### Task statement
Go through the data below and return each line where the string "Request" appears.

### Provided information

• • • •

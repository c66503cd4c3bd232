use thiserror::Error;

use crate::parse;

#[derive(Debug, Error)]
pub enum Error {
    #[error("Parse error: {0}")]
    Parse(#[from] parse::Error),
    #[error("Request error: {0}")]
    Request(#[from] reqwest::Error),
    #[error("Database error: {0}")]
    Database(#[from] sqlx::Error),
    #[error("Migration error: {0}")]
    Migration(#[from] sqlx::migrate::MigrateError),
    #[error("Json error: {0}")]
    Json(#[from] serde_json::Error),
    #[error("Configuration error: {0}")]
    Config(String),
}

impl Error {
    pub fn config_error(msg: &str) -> Self {
        Self::Config(msg.to_string())
    }
}

pub type Result<T> = std::result::Result<T, Error>;
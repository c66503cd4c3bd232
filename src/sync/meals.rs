use std::collections::HashMap;
use std::fmt::{self, Display};

use futures::future::join_all;

use super::Crawler;
use crate::index::build_index;
use crate::parse::{extract_restaurant_details, normalize_menu_date, Restaurant, RestaurantDetails};
use crate::store::MealRow;

/// What one meal refresh did.
#[derive(Debug, Clone, Copy, Default, PartialEq, Eq)]
pub struct MealsReport {
    pub processed: usize,
    pub skipped: usize,
    pub meals_written: usize,
    pub meals_failed: usize,
    pub keywords_written: usize,
    pub keywords_failed: usize,
}

impl Display for MealsReport {
    fn fmt(&self, f: &mut fmt::Formatter<'_>) -> fmt::Result {
        write!(
            f,
            "{} restaurants processed ({} skipped), {} meals ({} failed), {} keywords ({} failed)",
            self.processed,
            self.skipped,
            self.meals_written,
            self.meals_failed,
            self.keywords_written,
            self.keywords_failed
        )
    }
}

/// Counts the outcome of a group of writes, logging every failure.
fn tally<E: Display>(results: Vec<Result<(), E>>, what: &str) -> (usize, usize) {
    let mut written = 0;
    let mut failed = 0;
    for result in results {
        match result {
            Ok(()) => written += 1,
            Err(e) => {
                log::error!("could not write {what}: {e}");
                failed += 1;
            }
        }
    }
    (written, failed)
}

impl Crawler {
    /// Rebuilds the meal and keyword tables from the restaurant pages.
    ///
    /// A restaurant whose page cannot be read is skipped entirely: none of
    /// its meals nor its keywords are written.
    pub async fn refresh_meals(&self) -> crate::Result<MealsReport> {
        self.store.clear_meals_and_keywords().await?;
        let (seeded, _) = tally(self.store.seed_categories().await, "category");
        log::debug!("{seeded} categories in place");
        let roster = self.store.restaurants().await?;
        log::info!("refreshing meals of {} restaurants", roster.len());

        let mut report = MealsReport::default();
        let mut processed: Vec<Restaurant> = Vec::with_capacity(roster.len());
        let mut details: HashMap<i32, RestaurantDetails> = HashMap::new();
        for restaurant in roster {
            if !restaurant.is_scrapable() {
                log::warn!("{:?} has no page to visit, skipping", restaurant.name());
                report.skipped += 1;
                continue;
            }
            let url = restaurant.url();
            let scraped = self
                .scrape(url, |document| extract_restaurant_details(document, url))
                .await;
            match scraped {
                Ok(found) => {
                    details.insert(restaurant.id(), found);
                    processed.push(restaurant);
                }
                Err(crate::Error::Parse(e)) if !e.is_recoverable() => {
                    log::error!("page of {:?} changed shape, skipping: {e}", restaurant.name());
                    report.skipped += 1;
                }
                Err(e) => {
                    log::warn!("skipping {:?}: {e}", restaurant.name());
                    report.skipped += 1;
                }
            }
        }
        report.processed = processed.len();

        let mut rows = Vec::new();
        for restaurant in &processed {
            let Some(found) = details.get(&restaurant.id()) else {
                continue;
            };
            let day = normalize_menu_date(&found.food_page.time);
            if day.is_empty() {
                log::debug!("no date for {:?}: {:?}", restaurant.name(), found.food_page.time);
            }
            for meal in &found.food_page.menus {
                match MealRow::new(meal, &day, restaurant.id()) {
                    Ok(row) => rows.push(row),
                    Err(e) => {
                        log::error!("could not serialize {:?}: {e}", meal.title);
                        report.meals_failed += 1;
                    }
                }
            }
        }
        let results = join_all(rows.iter().map(|row| self.store.insert_meal(row))).await;
        let (written, failed) = tally(results, "meal");
        report.meals_written = written;
        report.meals_failed += failed;

        let index = build_index(&processed, &details);
        log::debug!("{} distinct keywords", index.len());
        let keywords = index.rows();
        let results = join_all(keywords.iter().map(|row| self.store.insert_keyword(row))).await;
        (report.keywords_written, report.keywords_failed) = tally(results, "keyword");

        log::info!("{report}");
        Ok(report)
    }
}
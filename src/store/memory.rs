use std::sync::Arc;

use tokio::sync::Mutex;

use super::MealRow;
use crate::index::{Category, KeywordRow};
use crate::parse::{OpenHours, Restaurant, School};

#[derive(Debug, Default)]
struct Tables {
    last_id: i32,
    restaurants: Vec<Restaurant>,
    meals: Vec<MealRow>,
    categories: Vec<Category>,
    keywords: Vec<KeywordRow>,
    schools: Vec<School>,
    /// Meal titles, keywords and category names whose insert fails.
    rejected: Vec<String>,
}

impl Tables {
    fn check(&self, value: &str) -> Result<(), sqlx::Error> {
        if self.rejected.iter().any(|r| r == value) {
            return Err(sqlx::Error::Protocol(format!("row {value:?} rejected")));
        }
        Ok(())
    }
}

/// Keeps every table in process. Clones share the same tables, so a caller
/// can keep a handle to look at what a sync wrote.
#[derive(Debug, Clone, Default)]
pub struct MemoryStore {
    tables: Arc<Mutex<Tables>>,
}

impl MemoryStore {
    pub async fn clear_meals_and_keywords(&self) {
        let mut tables = self.tables.lock().await;
        tables.meals.clear();
        tables.keywords.clear();
    }

    pub async fn clear_restaurants(&self) {
        let mut tables = self.tables.lock().await;
        tables.restaurants.clear();
        tables.meals.clear();
        tables.keywords.clear();
    }

    pub async fn insert_category(&self, category: Category) -> Result<(), sqlx::Error> {
        let mut tables = self.tables.lock().await;
        tables.check(category.name())?;
        if !tables.categories.contains(&category) {
            tables.categories.push(category);
        }
        Ok(())
    }

    pub async fn insert_restaurant(&self, restaurant: &Restaurant) -> i32 {
        let mut tables = self.tables.lock().await;
        tables.last_id += 1;
        let id = tables.last_id;
        tables.restaurants.push(restaurant.clone().with_id(id));
        id
    }

    /// Unknown ids are ignored, like an UPDATE matching no row.
    pub async fn update_hours(&self, id: i32, hours: &OpenHours) {
        let mut tables = self.tables.lock().await;
        if let Some(restaurant) = tables.restaurants.iter_mut().find(|r| r.id() == id) {
            restaurant.set_open_hours(hours.clone());
        }
    }

    pub async fn restaurants(&self) -> Vec<Restaurant> {
        self.tables.lock().await.restaurants.clone()
    }

    pub async fn insert_meal(&self, meal: &MealRow) -> Result<(), sqlx::Error> {
        let mut tables = self.tables.lock().await;
        tables.check(&meal.typemeal)?;
        tables.meals.push(meal.clone());
        Ok(())
    }

    pub async fn insert_keyword(&self, row: &KeywordRow) -> Result<(), sqlx::Error> {
        let mut tables = self.tables.lock().await;
        tables.check(&row.keyword)?;
        tables.keywords.push(row.clone());
        Ok(())
    }

    pub async fn clear_schools(&self) {
        self.tables.lock().await.schools.clear();
    }

    pub async fn insert_school(&self, school: &School) {
        self.tables.lock().await.schools.push(school.clone());
    }

    /// Row counts, for the end of a dry run.
    pub async fn summary(&self) -> String {
        let tables = self.tables.lock().await;
        format!(
            "{} restaurants, {} meals, {} keywords, {} categories, {} schools",
            tables.restaurants.len(),
            tables.meals.len(),
            tables.keywords.len(),
            tables.categories.len(),
            tables.schools.len()
        )
    }

    /// Makes every later insert of `value` fail.
    #[cfg(test)]
    pub async fn reject(&self, value: &str) {
        self.tables.lock().await.rejected.push(value.to_string());
    }

    #[cfg(test)]
    pub async fn meals(&self) -> Vec<MealRow> {
        self.tables.lock().await.meals.clone()
    }

    #[cfg(test)]
    pub async fn keywords(&self) -> Vec<KeywordRow> {
        self.tables.lock().await.keywords.clone()
    }

    #[cfg(test)]
    pub async fn categories(&self) -> Vec<Category> {
        self.tables.lock().await.categories.clone()
    }

    #[cfg(test)]
    pub async fn schools(&self) -> Vec<School> {
        self.tables.lock().await.schools.clone()
    }
}

#[cfg(test)]
mod tests {
    use super::*;

    #[tokio::test]
    async fn test_ids_are_assigned_in_order() {
        let store = MemoryStore::default();
        let first = store
            .insert_restaurant(&Restaurant::new("Triolet", "https://example.org/triolet/"))
            .await;
        let second = store
            .insert_restaurant(&Restaurant::new("Richter", "https://example.org/richter/"))
            .await;
        assert_eq!((first, second), (1, 2));

        let ids: Vec<i32> = store.restaurants().await.iter().map(Restaurant::id).collect();
        assert_eq!(ids, [1, 2]);
    }

    #[tokio::test]
    async fn test_clearing_restaurants_cascades() {
        let store = MemoryStore::default();
        let id = store
            .insert_restaurant(&Restaurant::new("Triolet", "https://example.org/triolet/"))
            .await;
        store
            .insert_keyword(&KeywordRow {
                keyword: "Triolet".into(),
                idrestaurant: id,
                category: Category::Restaurant,
            })
            .await
            .unwrap();
        store.clear_restaurants().await;
        assert!(store.restaurants().await.is_empty());
        assert!(store.keywords().await.is_empty());
    }

    #[tokio::test]
    async fn test_update_hours() {
        let store = MemoryStore::default();
        let id = store
            .insert_restaurant(&Restaurant::new("Triolet", "https://example.org/triolet/"))
            .await;
        store
            .update_hours(id, &OpenHours::new("11:30", "14:00"))
            .await;
        store.update_hours(42, &OpenHours::new("00:00", "00:00")).await;

        let restaurants = store.restaurants().await;
        assert_eq!(
            restaurants[0].open_hours(),
            Some(&OpenHours::new("11:30", "14:00"))
        );
    }

    #[tokio::test]
    async fn test_categories_are_seeded_once() {
        let store = MemoryStore::default();
        for _ in 0..2 {
            for category in Category::ALL {
                store.insert_category(category).await.unwrap();
            }
        }
        assert_eq!(store.categories().await, Category::ALL);
        assert_eq!(
            store.summary().await,
            "0 restaurants, 0 meals, 0 keywords, 3 categories, 0 schools"
        );
    }

    #[tokio::test]
    async fn test_rejected_rows_are_not_written() {
        let store = MemoryStore::default();
        store.reject("Frites").await;
        let row = |keyword: &str| KeywordRow {
            keyword: keyword.into(),
            idrestaurant: 1,
            category: Category::Food,
        };
        assert!(store.insert_keyword(&row("Frites")).await.is_err());
        store.insert_keyword(&row("Soupe")).await.unwrap();
        assert_eq!(store.keywords().await, [row("Soupe")]);

        store.reject("PERIOD").await;
        assert!(store.insert_category(Category::Period).await.is_err());
        assert!(store.categories().await.is_empty());
    }
}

• • • •

### Answer to the exercise
    #[error("Request error: {0}")]
    Request(#[from] reqwest::Error),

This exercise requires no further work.